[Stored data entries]
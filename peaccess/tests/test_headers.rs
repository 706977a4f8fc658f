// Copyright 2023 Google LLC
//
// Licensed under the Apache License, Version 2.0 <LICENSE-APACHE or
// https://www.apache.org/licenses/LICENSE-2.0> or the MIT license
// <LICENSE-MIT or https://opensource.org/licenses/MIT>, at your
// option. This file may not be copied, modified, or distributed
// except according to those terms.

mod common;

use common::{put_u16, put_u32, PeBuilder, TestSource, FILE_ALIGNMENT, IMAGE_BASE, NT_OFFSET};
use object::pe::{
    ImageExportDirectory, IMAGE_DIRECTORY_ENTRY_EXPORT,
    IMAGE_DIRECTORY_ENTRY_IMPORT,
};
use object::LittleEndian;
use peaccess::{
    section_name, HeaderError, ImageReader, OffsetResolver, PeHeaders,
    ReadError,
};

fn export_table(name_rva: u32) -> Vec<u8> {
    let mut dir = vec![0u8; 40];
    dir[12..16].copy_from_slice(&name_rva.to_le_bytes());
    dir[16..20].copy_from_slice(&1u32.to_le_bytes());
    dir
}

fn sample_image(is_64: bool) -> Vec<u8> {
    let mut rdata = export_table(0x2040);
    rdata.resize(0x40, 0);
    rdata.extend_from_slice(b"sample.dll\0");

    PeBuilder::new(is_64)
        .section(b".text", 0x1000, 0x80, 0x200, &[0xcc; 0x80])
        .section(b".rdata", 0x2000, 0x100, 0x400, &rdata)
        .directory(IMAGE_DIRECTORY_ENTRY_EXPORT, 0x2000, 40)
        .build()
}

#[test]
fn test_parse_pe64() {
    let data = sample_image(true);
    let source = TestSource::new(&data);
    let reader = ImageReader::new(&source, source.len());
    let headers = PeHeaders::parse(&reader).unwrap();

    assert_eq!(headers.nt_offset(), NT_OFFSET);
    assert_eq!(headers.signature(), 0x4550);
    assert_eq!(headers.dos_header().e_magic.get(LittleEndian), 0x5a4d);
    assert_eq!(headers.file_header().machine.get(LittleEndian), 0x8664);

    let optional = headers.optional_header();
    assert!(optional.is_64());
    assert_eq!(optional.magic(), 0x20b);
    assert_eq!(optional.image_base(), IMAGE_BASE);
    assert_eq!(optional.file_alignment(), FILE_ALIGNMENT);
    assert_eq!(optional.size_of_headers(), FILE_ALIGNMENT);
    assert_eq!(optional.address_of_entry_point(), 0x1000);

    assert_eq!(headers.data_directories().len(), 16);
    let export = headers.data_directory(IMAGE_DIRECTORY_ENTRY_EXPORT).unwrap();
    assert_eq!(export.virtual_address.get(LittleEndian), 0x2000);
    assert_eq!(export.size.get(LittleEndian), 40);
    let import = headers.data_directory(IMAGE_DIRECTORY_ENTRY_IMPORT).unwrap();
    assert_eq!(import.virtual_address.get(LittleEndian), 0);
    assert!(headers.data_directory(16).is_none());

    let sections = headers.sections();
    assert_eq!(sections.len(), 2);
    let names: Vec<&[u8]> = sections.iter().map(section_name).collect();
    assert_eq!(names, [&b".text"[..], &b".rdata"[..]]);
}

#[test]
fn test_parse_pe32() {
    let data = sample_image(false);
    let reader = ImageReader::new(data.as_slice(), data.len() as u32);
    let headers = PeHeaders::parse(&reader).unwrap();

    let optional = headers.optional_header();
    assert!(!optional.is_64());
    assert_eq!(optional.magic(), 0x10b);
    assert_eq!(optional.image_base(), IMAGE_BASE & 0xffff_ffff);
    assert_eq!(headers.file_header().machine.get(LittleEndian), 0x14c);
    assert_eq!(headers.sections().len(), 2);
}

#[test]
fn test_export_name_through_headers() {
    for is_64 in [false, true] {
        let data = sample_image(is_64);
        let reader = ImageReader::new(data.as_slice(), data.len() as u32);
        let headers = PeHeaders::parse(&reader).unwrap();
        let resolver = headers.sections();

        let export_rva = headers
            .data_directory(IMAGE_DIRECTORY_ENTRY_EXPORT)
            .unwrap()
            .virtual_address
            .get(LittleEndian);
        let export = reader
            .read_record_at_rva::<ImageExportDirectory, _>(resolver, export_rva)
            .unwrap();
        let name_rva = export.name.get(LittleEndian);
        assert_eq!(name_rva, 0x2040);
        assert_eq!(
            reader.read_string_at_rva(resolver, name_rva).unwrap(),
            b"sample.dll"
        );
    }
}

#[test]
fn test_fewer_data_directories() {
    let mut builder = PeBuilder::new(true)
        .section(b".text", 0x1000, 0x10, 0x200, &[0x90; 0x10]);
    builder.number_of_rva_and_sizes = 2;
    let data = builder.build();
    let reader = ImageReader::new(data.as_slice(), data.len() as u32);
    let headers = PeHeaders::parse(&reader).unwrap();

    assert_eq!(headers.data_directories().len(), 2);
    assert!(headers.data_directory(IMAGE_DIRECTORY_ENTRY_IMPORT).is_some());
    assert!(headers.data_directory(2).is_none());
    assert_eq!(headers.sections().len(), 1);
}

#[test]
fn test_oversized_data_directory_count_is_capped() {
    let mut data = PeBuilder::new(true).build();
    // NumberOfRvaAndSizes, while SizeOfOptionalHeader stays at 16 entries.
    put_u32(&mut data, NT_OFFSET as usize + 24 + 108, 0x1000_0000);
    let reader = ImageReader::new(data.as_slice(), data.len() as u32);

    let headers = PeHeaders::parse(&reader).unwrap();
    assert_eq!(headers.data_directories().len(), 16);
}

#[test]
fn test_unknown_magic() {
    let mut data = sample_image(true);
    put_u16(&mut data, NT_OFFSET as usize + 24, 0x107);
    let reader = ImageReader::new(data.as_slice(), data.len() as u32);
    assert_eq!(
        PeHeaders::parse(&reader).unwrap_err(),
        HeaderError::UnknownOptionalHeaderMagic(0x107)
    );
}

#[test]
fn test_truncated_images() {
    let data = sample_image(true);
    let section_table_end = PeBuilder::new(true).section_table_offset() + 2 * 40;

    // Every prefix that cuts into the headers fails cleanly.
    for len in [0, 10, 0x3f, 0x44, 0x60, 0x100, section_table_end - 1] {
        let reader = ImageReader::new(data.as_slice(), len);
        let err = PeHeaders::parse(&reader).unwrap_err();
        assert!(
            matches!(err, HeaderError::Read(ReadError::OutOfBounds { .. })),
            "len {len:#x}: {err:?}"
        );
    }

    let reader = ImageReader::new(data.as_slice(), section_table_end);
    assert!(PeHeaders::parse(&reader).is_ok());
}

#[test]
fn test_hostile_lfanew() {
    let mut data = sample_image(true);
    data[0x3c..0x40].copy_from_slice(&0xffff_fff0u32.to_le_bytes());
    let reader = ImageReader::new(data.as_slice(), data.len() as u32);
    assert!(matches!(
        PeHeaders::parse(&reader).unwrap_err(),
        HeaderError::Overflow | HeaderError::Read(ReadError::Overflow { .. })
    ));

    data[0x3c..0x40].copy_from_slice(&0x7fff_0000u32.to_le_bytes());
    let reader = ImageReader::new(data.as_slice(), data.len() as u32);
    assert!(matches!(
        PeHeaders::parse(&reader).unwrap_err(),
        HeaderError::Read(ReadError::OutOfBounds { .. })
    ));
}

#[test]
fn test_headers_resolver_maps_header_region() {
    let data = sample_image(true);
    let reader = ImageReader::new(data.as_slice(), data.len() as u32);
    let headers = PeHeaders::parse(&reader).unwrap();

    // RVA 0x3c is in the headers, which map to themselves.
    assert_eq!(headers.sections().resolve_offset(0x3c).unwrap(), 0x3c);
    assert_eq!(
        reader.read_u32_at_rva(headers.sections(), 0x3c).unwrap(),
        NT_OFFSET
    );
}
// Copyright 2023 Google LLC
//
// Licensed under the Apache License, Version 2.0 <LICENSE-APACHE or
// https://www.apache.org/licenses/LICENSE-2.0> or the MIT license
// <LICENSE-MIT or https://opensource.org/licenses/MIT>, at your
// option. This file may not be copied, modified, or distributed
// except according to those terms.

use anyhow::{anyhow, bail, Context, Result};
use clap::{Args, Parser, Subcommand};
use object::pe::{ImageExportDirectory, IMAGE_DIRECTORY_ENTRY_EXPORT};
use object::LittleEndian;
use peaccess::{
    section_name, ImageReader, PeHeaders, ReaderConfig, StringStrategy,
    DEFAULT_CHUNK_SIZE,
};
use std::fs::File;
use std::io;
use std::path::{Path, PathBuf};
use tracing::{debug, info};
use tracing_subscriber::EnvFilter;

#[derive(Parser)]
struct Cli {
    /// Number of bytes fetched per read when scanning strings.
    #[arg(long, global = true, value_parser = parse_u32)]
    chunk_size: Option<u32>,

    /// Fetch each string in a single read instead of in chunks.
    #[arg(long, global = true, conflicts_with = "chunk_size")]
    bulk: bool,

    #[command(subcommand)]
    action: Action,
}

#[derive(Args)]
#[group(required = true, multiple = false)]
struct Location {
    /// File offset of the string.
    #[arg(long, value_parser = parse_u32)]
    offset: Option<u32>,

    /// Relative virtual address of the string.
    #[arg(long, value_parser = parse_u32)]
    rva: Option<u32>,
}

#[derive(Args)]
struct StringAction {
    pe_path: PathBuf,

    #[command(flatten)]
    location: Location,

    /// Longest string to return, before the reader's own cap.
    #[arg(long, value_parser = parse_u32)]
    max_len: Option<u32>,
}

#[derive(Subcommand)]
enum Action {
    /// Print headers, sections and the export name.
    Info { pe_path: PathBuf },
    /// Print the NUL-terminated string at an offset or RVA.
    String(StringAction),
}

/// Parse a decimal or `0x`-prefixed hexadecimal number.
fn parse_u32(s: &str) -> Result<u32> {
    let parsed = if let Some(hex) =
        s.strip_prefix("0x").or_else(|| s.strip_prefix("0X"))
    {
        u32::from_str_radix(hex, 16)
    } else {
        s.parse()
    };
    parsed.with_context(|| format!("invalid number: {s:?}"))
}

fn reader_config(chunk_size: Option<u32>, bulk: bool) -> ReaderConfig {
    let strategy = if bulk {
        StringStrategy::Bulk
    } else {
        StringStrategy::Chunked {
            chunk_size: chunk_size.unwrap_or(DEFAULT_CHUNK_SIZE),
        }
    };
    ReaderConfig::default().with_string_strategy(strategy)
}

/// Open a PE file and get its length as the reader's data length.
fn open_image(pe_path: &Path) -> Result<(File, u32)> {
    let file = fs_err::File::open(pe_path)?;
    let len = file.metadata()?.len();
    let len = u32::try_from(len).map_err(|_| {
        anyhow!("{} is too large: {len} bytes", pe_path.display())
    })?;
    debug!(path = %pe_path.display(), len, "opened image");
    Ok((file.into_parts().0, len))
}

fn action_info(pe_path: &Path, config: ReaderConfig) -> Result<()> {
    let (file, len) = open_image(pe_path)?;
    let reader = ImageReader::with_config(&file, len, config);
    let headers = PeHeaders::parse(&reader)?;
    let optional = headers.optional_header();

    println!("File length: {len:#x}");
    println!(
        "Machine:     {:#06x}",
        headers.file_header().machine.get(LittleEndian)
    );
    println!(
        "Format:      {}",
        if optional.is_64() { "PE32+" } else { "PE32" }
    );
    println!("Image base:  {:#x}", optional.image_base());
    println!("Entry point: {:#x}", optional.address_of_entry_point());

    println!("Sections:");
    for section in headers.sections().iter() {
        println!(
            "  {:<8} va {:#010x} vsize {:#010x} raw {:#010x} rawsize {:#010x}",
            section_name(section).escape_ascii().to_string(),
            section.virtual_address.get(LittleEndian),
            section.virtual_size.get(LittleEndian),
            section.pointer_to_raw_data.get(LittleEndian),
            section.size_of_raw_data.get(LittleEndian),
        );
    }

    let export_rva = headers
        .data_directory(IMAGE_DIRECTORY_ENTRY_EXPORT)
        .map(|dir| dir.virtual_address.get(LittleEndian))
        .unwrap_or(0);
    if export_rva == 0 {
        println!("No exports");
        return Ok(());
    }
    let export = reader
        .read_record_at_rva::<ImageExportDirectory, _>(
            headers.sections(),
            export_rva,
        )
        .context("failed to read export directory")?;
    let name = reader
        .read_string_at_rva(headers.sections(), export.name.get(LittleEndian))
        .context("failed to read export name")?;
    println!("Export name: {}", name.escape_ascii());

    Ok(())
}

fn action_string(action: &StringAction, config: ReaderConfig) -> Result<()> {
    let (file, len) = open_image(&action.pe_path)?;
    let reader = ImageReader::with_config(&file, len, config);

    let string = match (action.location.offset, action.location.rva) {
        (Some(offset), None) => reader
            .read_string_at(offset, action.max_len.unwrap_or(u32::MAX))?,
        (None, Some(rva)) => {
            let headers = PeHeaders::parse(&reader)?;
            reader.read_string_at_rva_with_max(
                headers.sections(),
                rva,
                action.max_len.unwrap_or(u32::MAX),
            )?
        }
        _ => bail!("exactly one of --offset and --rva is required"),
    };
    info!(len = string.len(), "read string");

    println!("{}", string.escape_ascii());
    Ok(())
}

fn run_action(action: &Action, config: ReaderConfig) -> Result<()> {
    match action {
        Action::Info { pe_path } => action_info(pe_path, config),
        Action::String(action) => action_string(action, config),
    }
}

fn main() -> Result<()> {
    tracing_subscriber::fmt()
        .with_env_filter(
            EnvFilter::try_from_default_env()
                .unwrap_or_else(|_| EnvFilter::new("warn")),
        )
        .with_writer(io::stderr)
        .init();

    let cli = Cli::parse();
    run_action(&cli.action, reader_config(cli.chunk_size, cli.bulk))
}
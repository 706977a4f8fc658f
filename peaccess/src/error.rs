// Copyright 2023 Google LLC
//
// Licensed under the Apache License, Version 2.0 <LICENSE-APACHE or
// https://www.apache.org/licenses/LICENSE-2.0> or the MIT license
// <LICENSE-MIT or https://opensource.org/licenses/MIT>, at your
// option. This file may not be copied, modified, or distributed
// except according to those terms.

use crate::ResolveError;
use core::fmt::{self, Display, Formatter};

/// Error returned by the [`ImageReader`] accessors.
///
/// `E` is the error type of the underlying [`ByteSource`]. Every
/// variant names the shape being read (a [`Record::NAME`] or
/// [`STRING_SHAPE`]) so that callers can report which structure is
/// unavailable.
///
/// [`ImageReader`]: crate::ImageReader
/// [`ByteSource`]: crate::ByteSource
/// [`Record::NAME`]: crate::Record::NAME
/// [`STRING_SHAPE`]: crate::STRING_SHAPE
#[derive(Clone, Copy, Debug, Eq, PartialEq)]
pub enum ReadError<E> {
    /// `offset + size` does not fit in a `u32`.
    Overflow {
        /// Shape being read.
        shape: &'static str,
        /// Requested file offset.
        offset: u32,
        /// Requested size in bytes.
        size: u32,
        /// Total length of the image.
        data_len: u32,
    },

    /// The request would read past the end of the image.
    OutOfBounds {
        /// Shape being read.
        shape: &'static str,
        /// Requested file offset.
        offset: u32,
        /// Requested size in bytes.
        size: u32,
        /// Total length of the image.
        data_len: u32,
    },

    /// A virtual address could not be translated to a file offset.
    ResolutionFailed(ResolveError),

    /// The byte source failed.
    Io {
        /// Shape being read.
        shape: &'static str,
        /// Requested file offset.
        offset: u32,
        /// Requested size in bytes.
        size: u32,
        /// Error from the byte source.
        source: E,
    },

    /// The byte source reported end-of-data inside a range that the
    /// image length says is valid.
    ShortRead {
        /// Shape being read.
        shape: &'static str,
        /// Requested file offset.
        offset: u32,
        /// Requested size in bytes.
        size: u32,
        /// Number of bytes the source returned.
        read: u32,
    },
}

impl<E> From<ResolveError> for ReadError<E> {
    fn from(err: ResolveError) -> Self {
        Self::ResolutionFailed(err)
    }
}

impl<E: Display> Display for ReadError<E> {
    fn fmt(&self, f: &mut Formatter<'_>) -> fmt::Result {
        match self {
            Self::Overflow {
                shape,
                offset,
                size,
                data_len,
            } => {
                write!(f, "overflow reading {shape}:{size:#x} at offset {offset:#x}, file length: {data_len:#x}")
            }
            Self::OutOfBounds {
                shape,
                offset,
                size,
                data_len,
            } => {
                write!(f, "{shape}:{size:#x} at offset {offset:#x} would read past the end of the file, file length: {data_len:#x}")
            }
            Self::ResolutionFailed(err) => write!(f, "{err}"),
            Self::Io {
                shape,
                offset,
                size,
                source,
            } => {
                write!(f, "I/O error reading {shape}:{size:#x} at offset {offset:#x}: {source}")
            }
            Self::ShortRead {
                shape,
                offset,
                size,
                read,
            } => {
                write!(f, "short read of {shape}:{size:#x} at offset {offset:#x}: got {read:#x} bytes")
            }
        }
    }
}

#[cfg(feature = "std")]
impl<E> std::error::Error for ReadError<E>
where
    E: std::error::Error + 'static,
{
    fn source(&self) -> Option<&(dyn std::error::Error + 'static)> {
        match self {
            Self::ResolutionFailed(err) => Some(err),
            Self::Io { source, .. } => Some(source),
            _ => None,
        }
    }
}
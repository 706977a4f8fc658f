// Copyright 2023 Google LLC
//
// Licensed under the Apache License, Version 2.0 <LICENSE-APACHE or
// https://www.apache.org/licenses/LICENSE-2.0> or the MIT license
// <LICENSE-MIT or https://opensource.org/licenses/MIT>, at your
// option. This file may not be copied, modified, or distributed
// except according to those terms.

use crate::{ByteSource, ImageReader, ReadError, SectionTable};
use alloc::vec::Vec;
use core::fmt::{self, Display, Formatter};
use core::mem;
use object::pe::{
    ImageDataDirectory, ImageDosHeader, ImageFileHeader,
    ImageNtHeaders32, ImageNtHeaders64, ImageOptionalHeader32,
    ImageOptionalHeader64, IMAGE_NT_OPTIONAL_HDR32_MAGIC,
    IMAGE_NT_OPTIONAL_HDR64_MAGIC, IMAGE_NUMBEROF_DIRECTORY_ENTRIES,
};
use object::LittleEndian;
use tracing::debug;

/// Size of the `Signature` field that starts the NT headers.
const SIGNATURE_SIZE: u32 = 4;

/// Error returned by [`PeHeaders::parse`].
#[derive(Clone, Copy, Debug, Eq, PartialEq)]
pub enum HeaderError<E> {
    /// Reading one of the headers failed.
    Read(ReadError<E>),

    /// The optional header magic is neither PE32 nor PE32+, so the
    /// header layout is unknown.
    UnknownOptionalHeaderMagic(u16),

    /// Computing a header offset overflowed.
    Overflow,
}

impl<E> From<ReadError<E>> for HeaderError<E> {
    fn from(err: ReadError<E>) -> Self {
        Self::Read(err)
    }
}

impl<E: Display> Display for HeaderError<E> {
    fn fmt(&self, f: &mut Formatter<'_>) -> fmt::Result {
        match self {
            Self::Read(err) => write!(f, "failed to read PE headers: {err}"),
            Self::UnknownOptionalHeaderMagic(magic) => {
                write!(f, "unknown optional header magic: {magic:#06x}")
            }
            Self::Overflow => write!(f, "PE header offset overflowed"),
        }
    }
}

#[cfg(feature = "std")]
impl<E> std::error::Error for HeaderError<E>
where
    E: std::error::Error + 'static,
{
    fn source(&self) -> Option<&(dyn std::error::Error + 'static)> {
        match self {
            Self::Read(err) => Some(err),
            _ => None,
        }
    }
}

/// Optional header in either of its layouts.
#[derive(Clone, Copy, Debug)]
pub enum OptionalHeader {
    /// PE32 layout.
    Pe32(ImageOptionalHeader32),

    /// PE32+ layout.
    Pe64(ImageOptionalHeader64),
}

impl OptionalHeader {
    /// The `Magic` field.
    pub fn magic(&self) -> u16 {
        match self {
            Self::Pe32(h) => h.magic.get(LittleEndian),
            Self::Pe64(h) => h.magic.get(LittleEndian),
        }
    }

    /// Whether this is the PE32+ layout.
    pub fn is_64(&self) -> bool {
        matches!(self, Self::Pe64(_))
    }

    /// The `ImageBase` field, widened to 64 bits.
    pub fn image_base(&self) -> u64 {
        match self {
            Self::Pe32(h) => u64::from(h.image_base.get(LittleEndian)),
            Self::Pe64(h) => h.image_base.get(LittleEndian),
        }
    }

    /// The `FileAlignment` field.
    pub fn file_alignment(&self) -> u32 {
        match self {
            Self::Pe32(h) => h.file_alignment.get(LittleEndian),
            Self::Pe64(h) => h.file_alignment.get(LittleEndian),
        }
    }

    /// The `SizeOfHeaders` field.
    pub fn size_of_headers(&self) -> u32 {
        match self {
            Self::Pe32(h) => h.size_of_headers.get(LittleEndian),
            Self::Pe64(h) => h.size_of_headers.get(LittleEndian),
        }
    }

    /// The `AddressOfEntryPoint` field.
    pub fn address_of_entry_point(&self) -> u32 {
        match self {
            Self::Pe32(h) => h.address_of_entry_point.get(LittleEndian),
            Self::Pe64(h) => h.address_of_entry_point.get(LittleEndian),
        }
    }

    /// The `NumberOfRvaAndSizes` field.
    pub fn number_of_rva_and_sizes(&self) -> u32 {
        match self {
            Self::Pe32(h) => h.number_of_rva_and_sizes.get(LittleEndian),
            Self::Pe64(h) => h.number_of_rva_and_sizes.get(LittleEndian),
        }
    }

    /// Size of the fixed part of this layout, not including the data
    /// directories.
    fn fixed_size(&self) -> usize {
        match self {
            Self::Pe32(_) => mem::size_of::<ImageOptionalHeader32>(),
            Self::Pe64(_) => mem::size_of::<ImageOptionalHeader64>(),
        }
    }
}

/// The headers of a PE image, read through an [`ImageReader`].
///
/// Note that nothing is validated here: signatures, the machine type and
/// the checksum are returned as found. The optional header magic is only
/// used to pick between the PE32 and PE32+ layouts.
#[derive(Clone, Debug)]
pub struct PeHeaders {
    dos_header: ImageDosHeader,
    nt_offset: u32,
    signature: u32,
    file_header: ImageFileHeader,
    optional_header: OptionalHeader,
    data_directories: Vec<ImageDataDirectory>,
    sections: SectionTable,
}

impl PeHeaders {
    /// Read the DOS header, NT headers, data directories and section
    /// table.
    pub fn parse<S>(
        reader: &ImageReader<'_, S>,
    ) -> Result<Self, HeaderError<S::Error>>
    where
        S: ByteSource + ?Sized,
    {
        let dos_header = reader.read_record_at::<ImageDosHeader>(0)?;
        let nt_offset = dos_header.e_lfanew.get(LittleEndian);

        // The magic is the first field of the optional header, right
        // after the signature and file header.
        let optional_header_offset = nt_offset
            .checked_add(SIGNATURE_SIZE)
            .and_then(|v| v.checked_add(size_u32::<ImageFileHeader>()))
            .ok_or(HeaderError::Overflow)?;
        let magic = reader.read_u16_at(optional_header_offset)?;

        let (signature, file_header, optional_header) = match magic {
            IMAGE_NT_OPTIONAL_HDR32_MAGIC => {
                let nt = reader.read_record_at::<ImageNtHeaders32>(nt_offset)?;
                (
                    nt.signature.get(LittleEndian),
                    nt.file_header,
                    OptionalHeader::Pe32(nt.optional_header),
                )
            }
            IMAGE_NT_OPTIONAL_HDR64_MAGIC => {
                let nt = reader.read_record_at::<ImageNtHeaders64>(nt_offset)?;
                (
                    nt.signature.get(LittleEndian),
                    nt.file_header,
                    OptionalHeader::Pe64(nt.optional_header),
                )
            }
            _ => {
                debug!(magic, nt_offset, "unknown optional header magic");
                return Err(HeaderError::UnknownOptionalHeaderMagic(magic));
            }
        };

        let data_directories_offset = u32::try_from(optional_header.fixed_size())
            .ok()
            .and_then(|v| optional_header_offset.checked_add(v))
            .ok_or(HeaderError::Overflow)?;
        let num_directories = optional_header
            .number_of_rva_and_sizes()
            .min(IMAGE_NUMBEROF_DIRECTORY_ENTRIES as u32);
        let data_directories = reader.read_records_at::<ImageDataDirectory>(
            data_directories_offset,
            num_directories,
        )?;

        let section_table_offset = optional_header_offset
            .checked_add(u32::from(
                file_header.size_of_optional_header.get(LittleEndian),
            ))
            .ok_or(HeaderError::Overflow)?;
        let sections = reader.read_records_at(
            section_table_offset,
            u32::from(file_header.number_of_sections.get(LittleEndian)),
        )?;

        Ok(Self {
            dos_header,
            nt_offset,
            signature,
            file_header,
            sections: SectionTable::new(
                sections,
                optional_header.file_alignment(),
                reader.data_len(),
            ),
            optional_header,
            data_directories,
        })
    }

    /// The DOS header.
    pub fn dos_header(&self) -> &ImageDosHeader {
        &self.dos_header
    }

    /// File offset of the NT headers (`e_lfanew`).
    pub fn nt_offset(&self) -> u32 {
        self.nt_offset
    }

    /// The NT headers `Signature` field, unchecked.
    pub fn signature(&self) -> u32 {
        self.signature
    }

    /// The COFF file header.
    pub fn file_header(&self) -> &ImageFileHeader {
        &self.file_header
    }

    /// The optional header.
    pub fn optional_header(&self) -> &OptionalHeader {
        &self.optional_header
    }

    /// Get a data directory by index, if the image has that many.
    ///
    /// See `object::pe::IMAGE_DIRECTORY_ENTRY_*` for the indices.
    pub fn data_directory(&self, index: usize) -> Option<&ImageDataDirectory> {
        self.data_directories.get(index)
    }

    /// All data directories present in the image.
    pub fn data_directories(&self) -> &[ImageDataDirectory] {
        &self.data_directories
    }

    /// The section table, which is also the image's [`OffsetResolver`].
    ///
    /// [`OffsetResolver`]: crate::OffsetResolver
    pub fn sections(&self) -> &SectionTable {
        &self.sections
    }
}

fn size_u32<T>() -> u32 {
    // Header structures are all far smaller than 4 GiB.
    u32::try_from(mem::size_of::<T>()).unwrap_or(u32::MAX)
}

### Try it
The required output is the entries from their opening line through the line holding "fn export_table(name_rva: u32)", repeated exactly, with both end lines kept.

### Response box
filename peaccess/tests/test_headers.rs
repository 706977a4f8fc658f
// Copyright 2023 Google LLC
//
// Licensed under the Apache License, Version 2.0 <LICENSE-APACHE or
// https://www.apache.org/licenses/LICENSE-2.0> or the MIT license
// <LICENSE-MIT or https://opensource.org/licenses/MIT>, at your
// option. This file may not be copied, modified, or distributed
// except according to those terms.

mod common;

use common::{put_u16, put_u32, PeBuilder, TestSource, FILE_ALIGNMENT, IMAGE_BASE, NT_OFFSET};
use object::pe::{
    ImageExportDirectory, IMAGE_DIRECTORY_ENTRY_EXPORT,
    IMAGE_DIRECTORY_ENTRY_IMPORT,
};
use object::LittleEndian;
use peaccess::{
    section_name, HeaderError, ImageReader, OffsetResolver, PeHeaders,
    ReadError,
};

fn export_table(name_rva: u32) -> Vec<u8> {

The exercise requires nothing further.